The National Oceanographic Partnership Program, comprised of more than a dozen national agencies including the U.S. Navy and the National Science Foundation, is providing $3 million for the two-year project. Additional funding is being provided by the OSU College of Oceanic and Atmospheric Sciences, CODAR Ocean Sensors of Los Altos, Calif., Ocean Imaging of Solana Beach, Calif., the National Oceanic and Atmospheric Administration and the National Marine Fisheries Service.

The researchers will use computer models that, together with other data, predict coastal water movement and the location of ocean temperature fronts. They can use that information, they say, to improve their tracking of anything from river sediment to oil spills, and provide valuable information for studies of the coastal marine ecosystem.

Barth said that along Oregon, the continental shelf ranges in width from 18 to 37 miles, sloping gently down from the beaches to a depth of about 650 feet before it "breaks." There the continental shelf quickly becomes the continental slope, dropping down to the two mile-deep oceanic abyss.

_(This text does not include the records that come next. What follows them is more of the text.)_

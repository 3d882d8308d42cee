//! HTTP adapter.
//!
//! Routes:
//!
//! | Route                  | Serves                                   |
//! |------------------------|------------------------------------------|
//! | `GET /style/*path?id=` | tiles, grids and inspect for a style     |
//! | `GET /source/*path?id=`| tiles, grids and inspect for a source    |
//! | `GET /static/*path?id=`| center and bounding-box static exports   |
//!
//! A backend that is still loading answers `302 Found` pointing back at the
//! identical path and query, so clients simply retry.

mod error;

pub use error::{error_response, status_for, ApiError, Encoding, Route};

use std::collections::HashMap;
use std::future::Future;
use std::net::SocketAddr;
use std::sync::Arc;

use axum::body::Body;
use axum::extract::{OriginalUri, Path, Query, State};
use axum::http::{header, HeaderMap, HeaderName, HeaderValue, StatusCode};
use axum::response::Response;
use axum::routing::get;
use axum::Router;
use bytes::Bytes;
use tokio::net::TcpListener;
use tracing::{debug, info, warn};

use crate::fetch::FetchOptions;
use crate::service::{HandleKind, ServiceError, TileService};

type Params = HashMap<String, String>;

/// Builds the router over a shared service.
pub fn router(service: Arc<TileService>) -> Router {
    Router::new()
        .route("/style/*path", get(style_data))
        .route("/source/*path", get(source_data))
        .route("/static/*path", get(static_map))
        .with_state(service)
}

/// Serves on `addr` until `shutdown` resolves.
pub async fn serve<F>(
    service: Arc<TileService>,
    addr: SocketAddr,
    shutdown: F,
) -> std::io::Result<()>
where
    F: Future<Output = ()> + Send + 'static,
{
    let listener = TcpListener::bind(addr).await?;
    serve_listener(service, listener, shutdown).await
}

/// Serves on an already bound listener until `shutdown` resolves.
pub async fn serve_listener<F>(
    service: Arc<TileService>,
    listener: TcpListener,
    shutdown: F,
) -> std::io::Result<()>
where
    F: Future<Output = ()> + Send + 'static,
{
    info!(addr = %listener.local_addr()?, "Tile server listening");
    axum::serve(listener, router(service))
        .with_graceful_shutdown(shutdown)
        .await?;
    info!("Tile server stopped");
    Ok(())
}

async fn style_data(
    State(service): State<Arc<TileService>>,
    Path(path): Path<String>,
    Query(params): Query<Params>,
    OriginalUri(uri): OriginalUri,
    headers: HeaderMap,
) -> Response {
    data(&service, HandleKind::Style, &path, &params, &uri, &headers).await
}

async fn source_data(
    State(service): State<Arc<TileService>>,
    Path(path): Path<String>,
    Query(params): Query<Params>,
    OriginalUri(uri): OriginalUri,
    headers: HeaderMap,
) -> Response {
    data(&service, HandleKind::Source, &path, &params, &uri, &headers).await
}

async fn data(
    service: &TileService,
    kind: HandleKind,
    path: &str,
    params: &Params,
    uri: &axum::http::Uri,
    headers: &HeaderMap,
) -> Response {
    let options = FetchOptions {
        debug: params.contains_key("debug"),
    };
    let id = params.get("id").map(String::as_str);

    match service.data(kind, id, path, options).await {
        Ok(reply) => {
            let mut response = ok(reply.body, &reply.headers);
            for (name, value) in &reply.cookies {
                set_cookie(&mut response, name, value);
            }
            allow_any_origin(&mut response);
            response
        }
        Err(err) => {
            let mut response = failure(&err, Route::Data, uri, headers);
            if let Some(errors) = err.errors_cookie() {
                set_cookie(&mut response, crate::fetch::ERRORS_COOKIE, errors);
            }
            allow_any_origin(&mut response);
            response
        }
    }
}

async fn static_map(
    State(service): State<Arc<TileService>>,
    Path(path): Path<String>,
    Query(params): Query<Params>,
    OriginalUri(uri): OriginalUri,
    headers: HeaderMap,
) -> Response {
    let id = params.get("id").map(String::as_str);
    match service.static_map(id, &path).await {
        Ok(image) => ok(image.data.clone(), &image.headers()),
        Err(err) => failure(&err, Route::Static, &uri, &headers),
    }
}

fn failure(
    err: &ServiceError,
    route: Route,
    uri: &axum::http::Uri,
    headers: &HeaderMap,
) -> Response {
    if err.is_not_ready() {
        let location = uri
            .path_and_query()
            .map(|pq| pq.as_str())
            .unwrap_or_else(|| uri.path());
        debug!(location, "Backend not ready, redirecting");
        return redirect(location);
    }

    let status = status_for(err, route);
    if status.is_server_error() {
        warn!(path = uri.path(), code = err.code(), error = %err, "Request failed");
    } else {
        debug!(path = uri.path(), code = err.code(), error = %err, "Request rejected");
    }
    error_response(err, route, headers)
}

fn ok(body: Bytes, headers: &[(String, String)]) -> Response {
    let mut response = Response::new(Body::from(body));
    let map = response.headers_mut();
    for (name, value) in headers {
        match (
            HeaderName::from_bytes(name.as_bytes()),
            HeaderValue::from_str(value),
        ) {
            (Ok(name), Ok(value)) => {
                map.insert(name, value);
            }
            _ => warn!(header = %name, "Dropping invalid response header"),
        }
    }
    response
}

fn redirect(location: &str) -> Response {
    let mut response = Response::new(Body::empty());
    *response.status_mut() = StatusCode::FOUND;
    if let Ok(value) = HeaderValue::from_str(location) {
        response.headers_mut().insert(header::LOCATION, value);
    }
    response
}

fn set_cookie(response: &mut Response, name: &str, value: &str) {
    let cookie = format!("{}={}; Path=/", name, encode_cookie_value(value));
    if let Ok(value) = HeaderValue::from_str(&cookie) {
        response.headers_mut().append(header::SET_COOKIE, value);
    }
}

fn allow_any_origin(response: &mut Response) {
    response.headers_mut().insert(
        header::ACCESS_CONTROL_ALLOW_ORIGIN,
        HeaderValue::from_static("*"),
    );
}

/// Percent-encodes everything outside the URI-component unreserved set.
fn encode_cookie_value(raw: &str) -> String {
    let mut out = String::with_capacity(raw.len());
    for byte in raw.bytes() {
        match byte {
            b'A'..=b'Z' | b'a'..=b'z' | b'0'..=b'9' | b'-' | b'_' | b'.' | b'!' | b'~' | b'*'
            | b'\'' | b'(' | b')' => out.push(byte as char),
            _ => out.push_str(&format!("%{:02X}", byte)),
        }
    }
    out
}

#[cfg(test)]
mod tests {
    use super::*;
    use axum::http::Request;
    use tower::ServiceExt;

    use crate::backend::tests::MockBackend;
    use crate::backend::{BackendError, MemoryCatalog, SourceHandle, StyleHandle, Tile};
    use crate::service::ServiceConfig;

    fn app(style: MockBackend) -> Router {
        let catalog = MemoryCatalog::new();
        let source = Arc::new(SourceHandle::new(
            "tmsource://src",
            Arc::new(MockBackend::ok(b"vector")),
        ));
        catalog.insert_style(Arc::new(StyleHandle::new(
            "tmstyle://style",
            "Style",
            Arc::new(style),
            source,
        )));
        router(Arc::new(TileService::new(
            Arc::new(catalog),
            ServiceConfig::default().with_pixel_limit(20_000),
        )))
    }

    async fn get(app: Router, uri: &str, accept: Option<&str>) -> Response {
        let mut request = Request::builder().uri(uri);
        if let Some(accept) = accept {
            request = request.header(header::ACCEPT, accept);
        }
        app.oneshot(request.body(Body::empty()).unwrap())
            .await
            .unwrap()
    }

    async fn body(response: Response) -> Bytes {
        axum::body::to_bytes(response.into_body(), usize::MAX)
            .await
            .unwrap()
    }

    fn cookies(response: &Response) -> Vec<String> {
        response
            .headers()
            .get_all(header::SET_COOKIE)
            .iter()
            .map(|v| v.to_str().unwrap().to_string())
            .collect()
    }

    #[tokio::test]
    async fn test_tile_ok_with_cookies_and_cors() {
        let style = MockBackend::new(Ok(Tile::new(&b"png"[..]).with_draw_time(7.0)));
        let response = get(app(style), "/style/3/1/2.png?id=tmstyle://style", None).await;

        assert_eq!(response.status(), StatusCode::OK);
        assert_eq!(response.headers()["cache-control"], "max-age=3600");
        assert_eq!(response.headers()["access-control-allow-origin"], "*");
        let cookies = cookies(&response);
        assert!(cookies.contains(&"drawtime=3-7-7-7; Path=/".to_string()));
        assert!(cookies.contains(&"errors=; Path=/".to_string()));
        assert_eq!(body(response).await.as_ref(), b"png");
    }

    #[tokio::test]
    async fn test_not_ready_redirects_to_same_path_and_query() {
        let style = MockBackend::new(Err(BackendError::NotReady));
        let uri = "/style/3/1/2@2x.png?id=tmstyle://style";
        let response = get(app(style), uri, None).await;

        assert_eq!(response.status(), StatusCode::FOUND);
        assert_eq!(response.headers()[header::LOCATION], uri);
    }

    #[tokio::test]
    async fn test_render_error_is_plain_404_with_errors_cookie() {
        let style = MockBackend::new(Err(BackendError::Failed("Bad layer".into())));
        let response = get(
            app(style),
            "/style/3/1/2.png?id=tmstyle://style",
            Some("application/json"),
        )
        .await;

        assert_eq!(response.status(), StatusCode::NOT_FOUND);
        assert_eq!(cookies(&response), vec!["errors=Bad%20layer; Path=/"]);
        assert_eq!(body(response).await.as_ref(), b"Bad layer");
    }

    #[tokio::test]
    async fn test_unknown_id_json() {
        let response = get(
            app(MockBackend::ok(b"")),
            "/style/0/0/0.png?id=tmstyle://missing",
            Some("application/json"),
        )
        .await;

        assert_eq!(response.status(), StatusCode::NOT_FOUND);
        let json: serde_json::Value = serde_json::from_slice(&body(response).await).unwrap();
        assert_eq!(json["code"], "ENOTFOUND");
    }

    #[tokio::test]
    async fn test_invalid_tile_is_bad_request() {
        let response = get(
            app(MockBackend::ok(b"")),
            "/style/1/5/0.png?id=tmstyle://style",
            None,
        )
        .await;
        assert_eq!(response.status(), StatusCode::BAD_REQUEST);
    }

    #[tokio::test]
    async fn test_vector_through_source_route() {
        let response = get(
            app(MockBackend::ok(b"")),
            "/source/0/0/0.vector.pbf?id=tmsource://src",
            None,
        )
        .await;

        assert_eq!(response.status(), StatusCode::OK);
        assert_eq!(response.headers()["content-encoding"], "deflate");
        assert_eq!(body(response).await.as_ref(), b"vector");
    }

    #[tokio::test]
    async fn test_static_limit_is_bad_request_html() {
        let response = get(
            app(MockBackend::ok(b"")),
            "/static/10,0,0/20000x20000@1x.png?id=tmstyle://style",
            Some("text/html"),
        )
        .await;

        assert_eq!(response.status(), StatusCode::BAD_REQUEST);
        assert!(response.headers()["content-type"]
            .to_str()
            .unwrap()
            .starts_with("text/html"));
    }

    fn png_tile() -> Tile {
        let img = image::RgbaImage::from_pixel(256, 256, image::Rgba([0, 90, 160, 255]));
        let mut out = std::io::Cursor::new(Vec::new());
        img.write_to(&mut out, image::ImageFormat::Png).unwrap();
        Tile::new(out.into_inner())
    }

    #[tokio::test]
    async fn test_static_map_is_served() {
        let response = get(
            app(MockBackend::new(Ok(png_tile()))),
            "/static/2,0,0/60x40@2x.png?id=tmstyle://style",
            None,
        )
        .await;

        assert_eq!(response.status(), StatusCode::OK);
        assert_eq!(response.headers()["content-type"], "image/png");
        assert_eq!(
            response.headers()["content-disposition"],
            "attachment; filename=Style-z2_0_0_2.png"
        );
        let decoded = image::load_from_memory(&body(response).await).unwrap();
        assert_eq!((decoded.width(), decoded.height()), (120, 80));
    }

    #[tokio::test]
    async fn test_static_not_ready_redirects_to_same_path_and_query() {
        let uri = "/static/2,0,0/50x50@2x.jpg?id=tmstyle://style";
        let response = get(app(MockBackend::new(Err(BackendError::NotReady))), uri, None).await;

        assert_eq!(response.status(), StatusCode::FOUND);
        assert_eq!(response.headers()[header::LOCATION], uri);
    }

    #[test]
    fn test_encode_cookie_value() {
        assert_eq!(encode_cookie_value("5-10-20-30.6-1-1-1"), "5-10-20-30.6-1-1-1");
        assert_eq!(encode_cookie_value("a b|c;d"), "a%20b%7Cc%3Bd");
    }
}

In general, Allen said, the large-scale aspects of coastal ocean circulation are understood. During the summer, the air over land is generally warmer than over water, setting up a pressure force that creates strong winds to the south. This air movement helps push near-surface water offshore and toward the equator and allows colder, nutrient-rich water to well up from the deep ocean.

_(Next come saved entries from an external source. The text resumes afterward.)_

//! INI parsing: `Ini` → [`ConfigFile`].
//!
//! This is the single place where INI key names are mapped to struct fields.

use std::path::PathBuf;
use std::str::FromStr;

use ini::{Ini, Properties};

use super::{ConfigFile, ConfigFileError};

fn invalid(section: &str, key: &str, value: &str, reason: &str) -> ConfigFileError {
    ConfigFileError::InvalidValue {
        section: section.to_string(),
        key: key.to_string(),
        value: value.to_string(),
        reason: reason.to_string(),
    }
}

/// Parses `section.key` with `FromStr`, reporting `reason` on failure.
fn parse_value<T: FromStr>(
    props: &Properties,
    section: &str,
    key: &str,
    reason: &str,
) -> Result<Option<T>, ConfigFileError> {
    match props.get(key).map(str::trim) {
        None | Some("") => Ok(None),
        Some(v) => v
            .parse()
            .map(Some)
            .map_err(|_| invalid(section, key, v, reason)),
    }
}

/// Parse an `Ini` object into a `ConfigFile`.
///
/// Starts from `ConfigFile::default()` and overlays any values found in the INI.
pub(super) fn parse_ini(ini: &Ini) -> Result<ConfigFile, ConfigFileError> {
    let mut config = ConfigFile::default();

    // [server] section
    if let Some(section) = ini.section(Some("server")) {
        if let Some(bind) = parse_value(section, "server", "bind", "expected host:port")? {
            config.server.bind = bind;
        }
    }

    // [tiles] section
    if let Some(section) = ini.section(Some("tiles")) {
        if let Some(v) = parse_value(
            section,
            "tiles",
            "cache_max_age",
            "must be a non-negative integer (seconds)",
        )? {
            config.tiles.cache_max_age = v;
        }
        if let Some(v) = parse_value(
            section,
            "tiles",
            "grid_max_age",
            "must be a non-negative integer (seconds)",
        )? {
            config.tiles.grid_max_age = v;
        }
    }

    // [static] section
    if let Some(section) = ini.section(Some("static")) {
        if let Some(v) = parse_value::<u64>(
            section,
            "static",
            "pixel_limit",
            "must be a positive integer (pixels)",
        )? {
            if v == 0 {
                return Err(invalid(
                    "static",
                    "pixel_limit",
                    "0",
                    "must be a positive integer (pixels)",
                ));
            }
            config.static_maps.pixel_limit = v;
        }
        if let Some(v) = parse_value::<usize>(
            section,
            "static",
            "workers",
            "must be a positive integer",
        )? {
            if v == 0 {
                return Err(invalid("static", "workers", "0", "must be a positive integer"));
            }
            config.static_maps.workers = v;
        }
        if let Some(v) = parse_value::<u8>(
            section,
            "static",
            "jpeg_quality",
            "must be between 1 and 100",
        )? {
            if !(1..=100).contains(&v) {
                return Err(invalid(
                    "static",
                    "jpeg_quality",
                    &v.to_string(),
                    "must be between 1 and 100",
                ));
            }
            config.static_maps.jpeg_quality = v;
        }
    }

    // [ledger] section
    if let Some(section) = ini.section(Some("ledger")) {
        if let Some(v) = parse_value::<usize>(
            section,
            "ledger",
            "capacity",
            "must be a positive integer",
        )? {
            if v == 0 {
                return Err(invalid("ledger", "capacity", "0", "must be a positive integer"));
            }
            config.ledger.capacity = v;
        }
    }

    // [logging] section
    if let Some(section) = ini.section(Some("logging")) {
        if let Some(v) = section.get("directory").map(str::trim) {
            if !v.is_empty() {
                config.logging.directory = expand_tilde(v);
            }
        }
        if let Some(v) = section.get("file").map(str::trim) {
            if !v.is_empty() {
                config.logging.file = v.to_string();
            }
        }
    }

    Ok(config)
}

/// Expands a leading `~` to the home directory.
fn expand_tilde(path: &str) -> PathBuf {
    match path.strip_prefix("~/") {
        Some(rest) => dirs::home_dir()
            .map(|home| home.join(rest))
            .unwrap_or_else(|| PathBuf::from(path)),
        None => PathBuf::from(path),
    }
}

This increase in nutrients near the surface then leads to enhanced biological productivity. And, as this cold, upwelled water meets warm air, conditions become ripe for fog, Barth said.

During the winter, winds that are predominantly from the south push currents northward and toward the coast, causing coastal sea levels to rise and eventually pushing surface water down.

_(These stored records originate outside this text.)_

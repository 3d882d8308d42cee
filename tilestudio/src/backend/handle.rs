//! Style and source handles, and backend selection.

use std::fmt;
use std::sync::Arc;

use super::TileBackend;
use crate::request::TileFormat;

/// Handle to a raw data source.
pub struct SourceHandle {
    id: String,
    backend: Arc<dyn TileBackend>,
}

impl SourceHandle {
    pub fn new(id: impl Into<String>, backend: Arc<dyn TileBackend>) -> Self {
        Self {
            id: id.into(),
            backend,
        }
    }

    pub fn id(&self) -> &str {
        &self.id
    }

    pub fn backend(&self) -> &Arc<dyn TileBackend> {
        &self.backend
    }
}

impl fmt::Debug for SourceHandle {
    fn fmt(&self, f: &mut fmt::Formatter<'_>) -> fmt::Result {
        f.debug_struct("SourceHandle").field("id", &self.id).finish()
    }
}

/// Handle to a compiled style and the raw source it renders from.
pub struct StyleHandle {
    id: String,
    name: String,
    backend: Arc<dyn TileBackend>,
    source: Arc<SourceHandle>,
}

impl StyleHandle {
    pub fn new(
        id: impl Into<String>,
        name: impl Into<String>,
        backend: Arc<dyn TileBackend>,
        source: Arc<SourceHandle>,
    ) -> Self {
        Self {
            id: id.into(),
            name: name.into(),
            backend,
            source,
        }
    }

    pub fn id(&self) -> &str {
        &self.id
    }

    /// Display name, used for static export filenames.
    pub fn name(&self) -> &str {
        &self.name
    }

    pub fn backend(&self) -> &Arc<dyn TileBackend> {
        &self.backend
    }

    /// Underlying raw source used for vector passthrough.
    pub fn source(&self) -> &Arc<SourceHandle> {
        &self.source
    }
}

impl fmt::Debug for StyleHandle {
    fn fmt(&self, f: &mut fmt::Formatter<'_>) -> fmt::Result {
        f.debug_struct("StyleHandle")
            .field("id", &self.id)
            .field("name", &self.name)
            .field("source", &self.source)
            .finish()
    }
}

/// The style or source a request was addressed to.
#[derive(Debug, Clone)]
pub enum TileHandle {
    Style(Arc<StyleHandle>),
    Source(Arc<SourceHandle>),
}

impl TileHandle {
    /// Identifier used to key statistics and the error ledger.
    pub fn id(&self) -> &str {
        match self {
            TileHandle::Style(style) => style.id(),
            TileHandle::Source(source) => source.id(),
        }
    }

    /// Display name. Sources are named by their id.
    pub fn name(&self) -> &str {
        match self {
            TileHandle::Style(style) => style.name(),
            TileHandle::Source(source) => source.id(),
        }
    }

    /// The handle's own backend, ignoring format.
    pub fn backend(&self) -> &Arc<dyn TileBackend> {
        match self {
            TileHandle::Style(style) => style.backend(),
            TileHandle::Source(source) => source.backend(),
        }
    }

    /// Chooses the backend that serves `format`.
    ///
    /// Vector payloads requested through a style skip rendering and come
    /// straight from the style's underlying source. Everything else is
    /// served by the handle's own backend.
    pub fn select(&self, format: TileFormat) -> &Arc<dyn TileBackend> {
        match self {
            TileHandle::Style(style) if format.is_vector_payload() => style.source().backend(),
            _ => self.backend(),
        }
    }
}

But it's the small-scale circulation features over the continental shelves that are generally poorly understood, the researchers say. Those features can have a great influence on mixing of ocean layers and transport of heat, momentum, nutrients, animals and just about anything else found in the water.

"Winds can create persistent currents stronger than the fluctuating tides," Allen said, "with speeds typically about 50 centimeters per second (1.2 mph)."

For the next two years, Allen and Barth, along with 16 other OSU, federal and private researchers, will combine modeling, data assimilation and coastal observations in an effort to develop forecast systems for the wind-driven variations.

While the scientists will use land-based radar, satellite images, anchored buoys and cruise data to collect information on wind and ocean flow, the radar data will be the pillar of the study, Allen said.

"The radar is a crucial part of this study," Allen said. "About a year ago, OSU took delivery of it's Coastal Radar System." The system, under the direction of OSU associate professor Michael Kosro, provides hourly maps of surface currents over Oregon's continental shelf near Newport. Combining those radar current measurements with the coastal ocean circulation model - in the same manner that weather forecast models incorporate atmospheric observations - is a major goal of the project.

Next year, using the College of Oceanic and Atmospheric Sciences' research vessel, the Wecoma, the OSU scientists are planning a three-week intensive sampling of temperature and salinity, current speed and direction, turbulent mixing and other ocean properties off the coast near Newport.

The National Oceanographic Partnership Program coordinates oceanographic research by identifying and funding partnerships among federal agencies, academia, industry and others. Using a merit-based competitive selection process, this year NOPP funded partnership projects from researchers from 61 different organizations in 17 states. The OSU project is one of only four projects to address modeling and data assimilation, and one of just two located on the West Coast, Barth said.